Stored data
++++++
//! Domain DTOs returned by the IDBlock backend.
//!
//! # Design
//! These mirror the backend's JSON (camelCase) but are lenient: fields the
//! mobile app treats as optional are `Option` or defaulted, so a sparse
//! record still decodes. Every 2xx JSON body arrives wrapped in the
//! `{ "data": ... }` envelope.

use serde::{Deserialize, Deserializer, Serialize};

/// The backend's success wrapper. `data` may be absent or null.
#[derive(Debug, Clone, PartialEq, Deserialize)]
#[serde(bound(deserialize = "T: Deserialize<'de>"))]
pub struct Envelope<T> {
    #[serde(default)]
    pub data: Option<T>,
}

/// Body type of enveloped operations. A `null` or empty body is `None`.
pub type Enveloped<T> = Option<Envelope<T>>;

/// Unwrap an enveloped body to its `data`, if any.
pub fn data_of<T>(body: Enveloped<T>) -> Option<T> {
    body.and_then(|envelope| envelope.data)
}

/// Accept ids serialized either as strings or as numbers (bigserial columns).
fn string_or_number<'de, D: Deserializer<'de>>(deserializer: D) -> Result<String, D::Error> {
    #[derive(Deserialize)]
    #[serde(untagged)]
    enum Raw {
        Text(String),
        Int(i64),
        Unsigned(u64),
    }
    Ok(match Raw::deserialize(deserializer)? {
        Raw::Text(s) => s,
        Raw::Int(n) => n.to_string(),
        Raw::Unsigned(n) => n.to_string(),
    })
}

#[derive(Debug, Clone, Default, PartialEq, Serialize, Deserialize)]
#[serde(default)]
pub struct Country {
    pub name: String,
    pub code: String,
    #[serde(rename = "code_3", skip_serializing_if = "Option::is_none")]
    pub code3: Option<String>,
}

#[derive(Debug, Clone, Default, PartialEq, Serialize, Deserialize)]
#[serde(default, rename_all = "camelCase")]
pub struct City {
    pub id: String,
    pub name: Option<String>,
    pub country_code: Option<String>,
    pub latitude: Option<String>,
    pub longitude: Option<String>,
    pub timezone: Option<String>,
}

#[derive(Debug, Clone, Default, PartialEq, Serialize, Deserialize)]
#[serde(default, rename_all = "camelCase")]
pub struct Site {
    #[serde(deserialize_with = "string_or_number")]
    pub id: String,
    pub name: String,
    pub image_key: Option<String>,
    pub address: Option<String>,
    pub description: Option<String>,
}

#[derive(Debug, Clone, Default, PartialEq, Serialize, Deserialize)]
#[serde(default, rename_all = "camelCase")]
pub struct Review {
    pub id: Option<String>,
    pub content: Option<String>,
    pub created_at: Option<String>,
}

#[derive(Debug, Clone, Default, PartialEq, Serialize, Deserialize)]
#[serde(default, rename_all = "camelCase")]
pub struct Visit {
    pub id: Option<String>,
    pub user_id: Option<String>,
    pub site_id: Option<String>,
    pub created_at: Option<String>,
    pub review: Option<Review>,
    pub site: Option<Site>,
}

#[derive(Debug, Clone, Default, PartialEq, Serialize, Deserialize)]
#[serde(default, rename_all = "camelCase")]
pub struct Notification {
    pub id: String,
    pub user_id: String,
    #[serde(rename = "type")]
    pub kind: String,
    pub title: String,
    pub content: String,
    pub display_type: String,
    pub display_time: String,
    pub created_at: String,
}

#[derive(Debug, Clone, Copy, PartialEq, Eq, Serialize, Deserialize)]
#[serde(rename_all = "UPPERCASE")]
pub enum ProfileStatus {
    Approved,
    Rejected,
    Pending,
}

#[derive(Debug, Clone, Default, PartialEq, Serialize, Deserialize)]
#[serde(default, rename_all = "camelCase")]
pub struct Profile {
    pub id: Option<String>,
    pub email: Option<String>,
    pub name: Option<String>,
    pub birthday: Option<String>,
    pub city: Option<City>,
    pub status: Option<ProfileStatus>,
    pub profile_image: Option<String>,
    pub reason: Option<String>,
}

/// Stored object reference returned by the upload endpoints.
#[derive(Debug, Clone, Default, PartialEq, Eq, Serialize, Deserialize)]
#[serde(default)]
pub struct FileUpload {
    pub key: String,
    pub uri: String,
}

/// OCR result of the passport recognition upload.
#[derive(Debug, Clone, Default, PartialEq, Eq, Serialize, Deserialize)]
#[serde(default)]
pub struct PassportRecognition {
    #[serde(rename = "ocr_fullName")]
    pub full_name: String,
    #[serde(rename = "ocr_gender")]
    pub gender: String,
    #[serde(rename = "ocr_birthDate")]
    pub birth_date: String,
    #[serde(rename = "ocr_issueDate")]
    pub issue_date: String,
    #[serde(rename = "ocr_expireDate")]
    pub expire_date: String,
    #[serde(rename = "ocr_nationality")]
    pub nationality: String,
    #[serde(rename = "ocr_full_mrz")]
    pub full_mrz: String,
    #[serde(rename = "ocr_number")]
    pub number: String,
}

/// Pending e-mail verification (sign-up or password reset).
#[derive(Debug, Clone, Default, PartialEq, Eq, Serialize, Deserialize)]
#[serde(default, rename_all = "camelCase")]
pub struct EmailVerification {
    pub email: Option<String>,
    pub uuid: Option<String>,
    pub created_at: Option<String>,
}

#[derive(Debug, Clone, Default, PartialEq, Eq, Serialize, Deserialize)]
#[serde(default)]
pub struct EmailConfirmation {
    pub email: Option<String>,
    pub uuid: Option<String>,
}

/// Applicant record shown in the admin consoles.
#[derive(Debug, Clone, Default, PartialEq, Serialize, Deserialize)]
#[serde(default, rename_all = "camelCase")]
pub struct User {
    pub id: String,
    pub user_id: Option<String>,
    pub document_id: String,
    pub email: String,
    pub name: String,
    pub country_code: Option<String>,
    pub city_id: Option<String>,
    pub birthday: Option<String>,
    pub passport_number: Option<String>,
    pub passport_image_key: Option<String>,
    pub profile_image_key: Option<String>,
    pub approval_status: Option<i32>,
    pub approval_id: Option<String>,
    pub reject_reason: Option<String>,
    pub match_similarity: Option<f64>,
    pub match_confidence: Option<f64>,
    pub face_liveness: Option<f64>,
    pub created_at: Option<String>,
}

/// Legal documents served as HTML.
#[derive(Debug, Clone, Copy, PartialEq, Eq, Serialize, Deserialize)]
pub enum TermType {
    #[serde(rename = "term-of-service")]
    TermOfService,
    #[serde(rename = "privacy-policy")]
    PrivacyPolicy,
}

impl TermType {
    pub fn as_str(self) -> &'static str {
        match self {
            TermType::TermOfService => "term-of-service",
            TermType::PrivacyPolicy => "privacy-policy",
        }
    }
}

#[cfg(test)]
mod tests {
    use super::*;

    #[test]
    fn envelope_without_data_is_none() {
        let body: Enveloped<Vec<City>> = serde_json::from_str("{}").unwrap();
        assert!(data_of(body).is_none());
        let body: Enveloped<Vec<City>> = serde_json::from_str("null").unwrap();
        assert!(data_of(body).is_none());
        let body: Enveloped<Vec<City>> = serde_json::from_str(r#"{"data":null}"#).unwrap();
        assert!(data_of(body).is_none());
    }

    #[test]
    fn site_id_accepts_numbers_and_strings() {
        let a: Site = serde_json::from_str(r#"{"id":12,"name":"Gyeongbokgung"}"#).unwrap();
        let b: Site = serde_json::from_str(r#"{"id":"12","name":"Gyeongbokgung"}"#).unwrap();
        assert_eq!(a, b);
        assert_eq!(a.id, "12");
    }

    #[test]
    fn notification_type_field_maps_to_kind() {
        let n: Notification = serde_json::from_str(
            r#"{"id":"n1","userId":"u1","type":"APPROVAL","title":"Approved","content":"ok",
                "displayType":"PUSH","displayTime":"2024-01-01","createdAt":"2024-01-01"}"#,
        )
        .unwrap();
        assert_eq!(n.kind, "APPROVAL");
        assert_eq!(serde_json::to_value(&n).unwrap()["type"], "APPROVAL");
    }

    #[test]
    fn profile_status_is_uppercase() {
        let p: Profile = serde_json::from_str(r#"{"id":"1","status":"PENDING"}"#).unwrap();
        assert_eq!(p.status, Some(ProfileStatus::Pending));
    }

    #[test]
    fn passport_recognition_uses_ocr_names() {
        let p: PassportRecognition =
            serde_json::from_str(r#"{"ocr_fullName":"HONG GILDONG","ocr_number":"M1234"}"#).unwrap();
        assert_eq!(p.full_name, "HONG GILDONG");
        assert_eq!(p.number, "M1234");
        assert!(p.gender.is_empty());
    }

    #[test]
    fn country_code3_wire_name() {
        let c: Country = serde_json::from_str(r#"{"name":"Korea","code":"KR","code_3":"KOR"}"#).unwrap();
        assert_eq!(c.code3.as_deref(), Some("KOR"));
    }
}
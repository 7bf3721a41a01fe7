//! In-memory backend state.

use std::collections::HashMap;
use std::sync::Arc;

use serde::Serialize;
use tokio::sync::RwLock;
use uuid::Uuid;

/// Code accepted by every e-mail verification.
pub const VERIFICATION_CODE: &str = "123456";

pub const DEMO_EMAIL: &str = "a@b.com";
pub const DEMO_PASSWORD: &str = "x";
pub const ADMIN_EMAIL: &str = "admin@idblock.io";
pub const ADMIN_PASSWORD: &str = "admin";

pub const STATUS_PENDING: i32 = 0;
pub const STATUS_APPROVED: i32 = 1;
pub const STATUS_REJECTED: i32 = 2;

#[derive(Clone, Debug, Serialize)]
#[serde(rename_all = "camelCase")]
pub struct Account {
    pub id: String,
    pub document_id: String,
    pub email: String,
    #[serde(skip)]
    pub password: String,
    pub name: String,
    pub birthday: String,
    pub country_code: String,
    pub city_id: String,
    pub passport_number: String,
    pub passport_image_key: String,
    pub profile_image_key: String,
    pub approval_status: i32,
    pub reject_reason: Option<String>,
    pub created_at: String,
}

#[derive(Clone, Debug)]
pub struct Session {
    pub user_id: String,
    pub admin: bool,
}

#[derive(Clone, Debug)]
pub struct Verification {
    pub email: String,
    pub confirmed: bool,
}

#[derive(Clone, Debug, Serialize)]
#[serde(rename_all = "camelCase")]
pub struct Visit {
    pub id: String,
    pub user_id: String,
    pub site_id: String,
    pub created_at: String,
    pub review: Option<Review>,
}

#[derive(Clone, Debug, Serialize)]
#[serde(rename_all = "camelCase")]
pub struct Review {
    pub id: String,
    pub content: String,
    pub created_at: String,
}

#[derive(Default, Debug)]
pub struct Db {
    pub accounts: HashMap<String, Account>,
    pub admins: HashMap<String, String>,
    pub sessions: HashMap<String, Session>,
    pub verifications: HashMap<String, Verification>,
    pub visits: Vec<Visit>,
    pub fcm_tokens: HashMap<String, String>,
}

impl Db {
    pub fn account_by_email(&self, email: &str) -> Option<&Account> {
        self.accounts.get(email)
    }

    pub fn account_by_id_mut(&mut self, id: &str) -> Option<&mut Account> {
        self.accounts.values_mut().find(|a| a.id == id)
    }

    pub fn account_by_document_mut(&mut self, document_id: &str) -> Option<&mut Account> {
        self.accounts.values_mut().find(|a| a.document_id == document_id)
    }

    pub fn passport_in_use(&self, passport_number: &str) -> bool {
        self.accounts.values().any(|a| a.passport_number == passport_number)
    }

    /// Issue a fresh pair and register its access token.
    pub fn open_session(&mut self, user_id: &str, admin: bool) -> (String, String) {
        let access = format!("at-{}", Uuid::new_v4().simple());
        let refresh = format!("rt-{}", Uuid::new_v4().simple());
        self.sessions.insert(
            access.clone(),
            Session {
                user_id: user_id.to_string(),
                admin,
            },
        );
        (access, refresh)
    }
}

#[derive(Clone, Default, Debug)]
pub struct AppState {
    pub db: Arc<RwLock<Db>>,
}

impl AppState {
    pub fn new() -> Self {
        Self::default()
    }

    /// One approved demo user with a visit, and one admin.
    pub fn seeded() -> Self {
        let mut db = Db::default();
        let demo = Account {
            id: "1".to_string(),
            document_id: "doc-1".to_string(),
            email: DEMO_EMAIL.to_string(),
            password: DEMO_PASSWORD.to_string(),
            name: "Hong Gildong".to_string(),
            birthday: "1990-01-01".to_string(),
            country_code: "KR".to_string(),
            city_id: "1835848".to_string(),
            passport_number: "M12345678".to_string(),
            passport_image_key: "private/passport/demo.jpg".to_string(),
            profile_image_key: "private/profile/demo.jpg".to_string(),
            approval_status: STATUS_APPROVED,
            reject_reason: None,
            created_at: "2024-05-01T09:00:00.000Z".to_string(),
        };
        db.visits.push(Visit {
            id: "v-1".to_string(),
            user_id: demo.id.clone(),
            site_id: "1".to_string(),
            created_at: "2024-05-02T10:00:00.000Z".to_string(),
            review: None,
        });
        db.accounts.insert(demo.email.clone(), demo);
        db.admins.insert(ADMIN_EMAIL.to_string(), ADMIN_PASSWORD.to_string());
        Self {
            db: Arc::new(RwLock::new(db)),
        }
    }

    /// Invalidate every issued access token.
    pub async fn expire_sessions(&self) {
        self.db.write().await.sessions.clear();
    }

    pub async fn fcm_token(&self, user_id: &str) -> Option<String> {
        self.db.read().await.fcm_tokens.get(user_id).cloned()
    }
}
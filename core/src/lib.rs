//! Authenticated API client core for the IDBlock backend.
//!
//! # Overview
//! Builds `HttpRequest` values and consumes transport outcomes without
//! touching the network (host-does-IO pattern). The caller executes the
//! actual HTTP round-trip, which keeps the core deterministic and lets the
//! same logic serve the blocking transport, the FFI surface and tests.
//!
//! # Design
//! - `TokenStore` holds at most one token pair per client, optionally
//!   written through to a `TokenPersistence` backend.
//! - `RequestBuilder` composes the API base with an operation's relative
//!   path and attaches the bearer token to protected calls.
//! - `SessionGuard` is the first response interceptor: any 401 tears the
//!   session down once and ends the call with `ApiError::Unauthenticated`.
//! - `normalize` maps every outcome to the payload or an `ErrorResponse`.
//! - `operations` binds each backend endpoint to a typed input/output.
//!
//! DTOs are defined independently from the mock-server crate; integration
//! tests catch schema drift.

pub mod client;
pub mod config;
pub mod error;
pub mod guard;
pub mod http;
pub mod interceptor;
pub mod multipart;
pub mod normalize;
pub mod operations;
pub mod request;
pub mod retry;
pub mod token;
pub mod types;

pub use client::{ClientBuilder, IdBlockClient};
pub use config::ClientConfig;
pub use error::{ApiError, ConfigError, ErrorResponse, StorageError};
pub use guard::{SessionGuard, SessionListener, SessionState, SignOutReason};
pub use http::{HttpMethod, HttpRequest, HttpResponse, Outcome, RequestBody, TransportError, TransportErrorKind};
pub use interceptor::{Exchange, InterceptorChain, ResponseInterceptor, TraceInterceptor, Verdict};
pub use multipart::MultipartForm;
pub use normalize::{normalize, ResponseKind};
pub use operations::Operation;
pub use request::{Access, RequestBuilder, RequestDescriptor};
pub use retry::RetryPolicy;
pub use token::{FilePersistence, MemoryPersistence, TokenPair, TokenPersistence, TokenStore};
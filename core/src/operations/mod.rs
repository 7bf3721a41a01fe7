//! Typed Operation Wrappers, one per backend endpoint.
//!
//! # Design
//! Each wrapper is a small input type implementing [`Operation`]: it
//! describes its request, names the body type the normalizer decodes, and
//! narrows that body to the caller-facing output. Wrappers carry no business
//! logic.
//!
//! Missing data never fails a call. The policy is fixed per output shape:
//! lists become empty, records take their `Default`, optional records become
//! `None`, flags become `false`, text becomes empty, and fire-and-forget
//! calls ignore the body entirely.

pub mod admin;
pub mod auth;
pub mod common;
pub mod notification;
pub mod site;
pub mod upload;

use serde::de::DeserializeOwned;

use crate::error::ApiError;
use crate::guard::SessionGuard;
use crate::normalize::ResponseKind;
use crate::request::RequestDescriptor;
use crate::types::{data_of, Enveloped};

pub use admin::{
    AdminAuthStatus, AdminSignIn, AdminSignOut, ApproveUser, DeleteAccount, GetUserDetail, ListUsers, RejectUser,
    RemoveUser,
};
pub use auth::{
    ConfirmEmail, ConfirmPasswordReset, GetProfile, GetQrCode, GetUserCity, GetUserCountry, RequestEmailVerification,
    RequestPasswordReset, ResetPassword, SignIn, SignOut, SignUp, UpdateInformation, VerifyPassport,
};
pub use common::{GetTermPolicy, ListCities, ListCountries};
pub use notification::{ListNotifications, RegisterPushToken};
pub use site::{ListSites, ListVisitHistory, WriteReview};
pub use upload::{ImageFile, RecognizePassport, UploadFaceImage, UploadPassportImage};

/// Binding of one endpoint to a typed input/output contract.
pub trait Operation {
    /// Stable name used in logs and by the FFI dispatcher.
    const NAME: &'static str;

    /// How a 2xx body is decoded.
    const RESPONSE: ResponseKind = ResponseKind::Json;

    /// What the normalizer decodes a 2xx body into.
    type Body: DeserializeOwned;

    /// What the caller receives.
    type Output;

    fn descriptor(&self) -> Result<RequestDescriptor, ApiError>;

    fn output(body: Self::Body) -> Self::Output;

    /// Session side effect of a successful call.
    fn commit(_output: &Self::Output, _session: &SessionGuard) -> Result<(), ApiError> {
        Ok(())
    }
}

pub(crate) fn list_or_empty<T>(body: Enveloped<Vec<T>>) -> Vec<T> {
    data_of(body).unwrap_or_default()
}

pub(crate) fn record_or_default<T: Default>(body: Enveloped<T>) -> T {
    data_of(body).unwrap_or_default()
}
//! Drives the C ABI the way a native host does.
//!
//! # Design
//! Starts the mock server on a random port, then for each call asks the
//! library for a request, executes it with ureq, and hands the observed
//! status and body back through `idblock_parse_response`. Nothing here
//! touches the Rust-side transport crate.

use std::ffi::{CStr, CString};
use std::os::raw::c_char;
use std::ptr;

use idblock_ffi::types::{FfiClient, FfiErrorCode, FfiHttpMethod, FfiHttpRequest, FfiHttpResponse};
use idblock_ffi::*;

fn read(ptr: *const c_char) -> String {
    unsafe { CStr::from_ptr(ptr) }.to_str().unwrap().to_string()
}

/// Execute a request built by the library and return `(status, body)`.
fn execute(req: &FfiHttpRequest) -> (u16, String) {
    let agent = ureq::Agent::config_builder()
        .http_status_as_error(false)
        .build()
        .new_agent();

    let url = read(req.url);
    let headers: Vec<(String, String)> = if req.headers.is_null() {
        Vec::new()
    } else {
        unsafe { std::slice::from_raw_parts(req.headers, req.headers_len as usize) }
            .iter()
            .map(|h| (read(h.key), read(h.value)))
            .collect()
    };
    let body = (!req.body.is_null()).then(|| read(req.body));

    let result = match req.method {
        FfiHttpMethod::Get => {
            let mut r = agent.get(&url);
            for (k, v) in &headers {
                r = r.header(k, v);
            }
            r.call()
        }
        FfiHttpMethod::Delete => {
            let mut r = agent.delete(&url);
            for (k, v) in &headers {
                r = r.header(k, v);
            }
            r.call()
        }
        method => {
            let mut r = match method {
                FfiHttpMethod::Post => agent.post(&url),
                FfiHttpMethod::Put => agent.put(&url),
                _ => agent.patch(&url),
            };
            for (k, v) in &headers {
                r = r.header(k, v);
            }
            match &body {
                Some(text) => r.send(text.as_bytes()),
                None => r.send_empty(),
            }
        }
    };

    let mut response = result.expect("HTTP transport error");
    let status = response.status().as_u16();
    let body = response.body_mut().read_to_string().unwrap_or_default();
    (status, body)
}

/// One build/execute/parse round trip. Returns `(error_code, data or error body)`.
fn call(client: *mut FfiClient, operation: &str, input: Option<&str>) -> (FfiErrorCode, Option<String>) {
    let op = CString::new(operation).unwrap();
    let input = input.map(|s| CString::new(s).unwrap());
    let built = idblock_build_request(client, op.as_ptr(), input.as_ref().map_or(ptr::null(), |s| s.as_ptr()));
    let b = unsafe { &*built };
    if b.error_code != FfiErrorCode::Ok {
        let code = b.error_code;
        idblock_free_build_result(built);
        return (code, None);
    }

    let (status, body) = execute(unsafe { &*b.request });
    idblock_free_build_result(built);

    let body = CString::new(body).unwrap();
    let response = FfiHttpResponse {
        status,
        body: body.as_ptr(),
        transport_error: ptr::null(),
    };
    let parsed = idblock_parse_response(client, op.as_ptr(), &response);
    let r = unsafe { &*parsed };
    let payload = if !r.data.is_null() {
        Some(read(r.data))
    } else if !r.error_body.is_null() {
        Some(read(r.error_body))
    } else {
        None
    };
    let code = r.error_code;
    idblock_free_result(parsed);
    (code, payload)
}

fn start_server() -> String {
    let std_listener = std::net::TcpListener::bind("127.0.0.1:0").unwrap();
    let addr = std_listener.local_addr().unwrap();
    std_listener.set_nonblocking(true).unwrap();

    std::thread::spawn(move || {
        let rt = tokio::runtime::Builder::new_current_thread()
            .enable_all()
            .build()
            .unwrap();
        rt.block_on(async {
            let listener = tokio::net::TcpListener::from_std(std_listener).unwrap();
            mock_server::run(listener).await
        })
        .unwrap();
    });

    format!("http://{addr}")
}

#[test]
fn sign_in_profile_sign_out() {
    let origin = CString::new(start_server()).unwrap();
    let client = idblock_client_new(origin.as_ptr(), ptr::null());
    assert!(!client.is_null());

    let (code, _) = call(client, "auth.profile", None);
    assert_eq!(code, FfiErrorCode::Unauthenticated);

    let credentials = format!(
        r#"{{"email":"{}","password":"{}"}}"#,
        mock_server::DEMO_EMAIL,
        mock_server::DEMO_PASSWORD
    );
    let (code, data) = call(client, "auth.login", Some(&credentials));
    assert_eq!(code, FfiErrorCode::Ok);
    let pair: serde_json::Value = serde_json::from_str(&data.unwrap()).unwrap();
    assert!(pair["accessToken"].as_str().unwrap().starts_with("at-"));
    assert!(idblock_session_is_authenticated(client));

    let (code, data) = call(client, "auth.profile", None);
    assert_eq!(code, FfiErrorCode::Ok);
    let profile: serde_json::Value = serde_json::from_str(&data.unwrap()).unwrap();
    assert_eq!(profile["email"], mock_server::DEMO_EMAIL);

    let (code, data) = call(client, "auth.logout", None);
    assert_eq!(code, FfiErrorCode::Ok);
    assert_eq!(data.as_deref(), Some("null"));
    assert!(!idblock_session_is_authenticated(client));

    idblock_client_free(client);
}

#[test]
fn public_calls_and_backend_errors() {
    let origin = CString::new(start_server()).unwrap();
    let client = idblock_client_new(origin.as_ptr(), ptr::null());

    let (code, data) = call(client, "common.city", Some(r#"{"countryCode":"KR"}"#));
    assert_eq!(code, FfiErrorCode::Ok);
    let cities: Vec<serde_json::Value> = serde_json::from_str(&data.unwrap()).unwrap();
    assert_eq!(cities.len(), 2);

    let (code, data) = call(client, "common.html", Some(r#"{"term":"privacy-policy"}"#));
    assert_eq!(code, FfiErrorCode::Ok);
    let html: String = serde_json::from_str(&data.unwrap()).unwrap();
    assert!(html.contains("Privacy Policy"));

    let (code, data) = call(client, "auth.login", Some(r#"{"email":"a@b.com","password":"nope"}"#));
    assert_eq!(code, FfiErrorCode::Response);
    let body: serde_json::Value = serde_json::from_str(&data.unwrap()).unwrap();
    assert_eq!(body["message"], "INVALID_LOGIN_DATA");
    assert_eq!(body["statusCode"], 400);

    idblock_client_free(client);
}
++++++
What is the number of lines in the entries that include the string "RequestBuilder"? Reply with that number alone.

* _Answer for this exercise_
2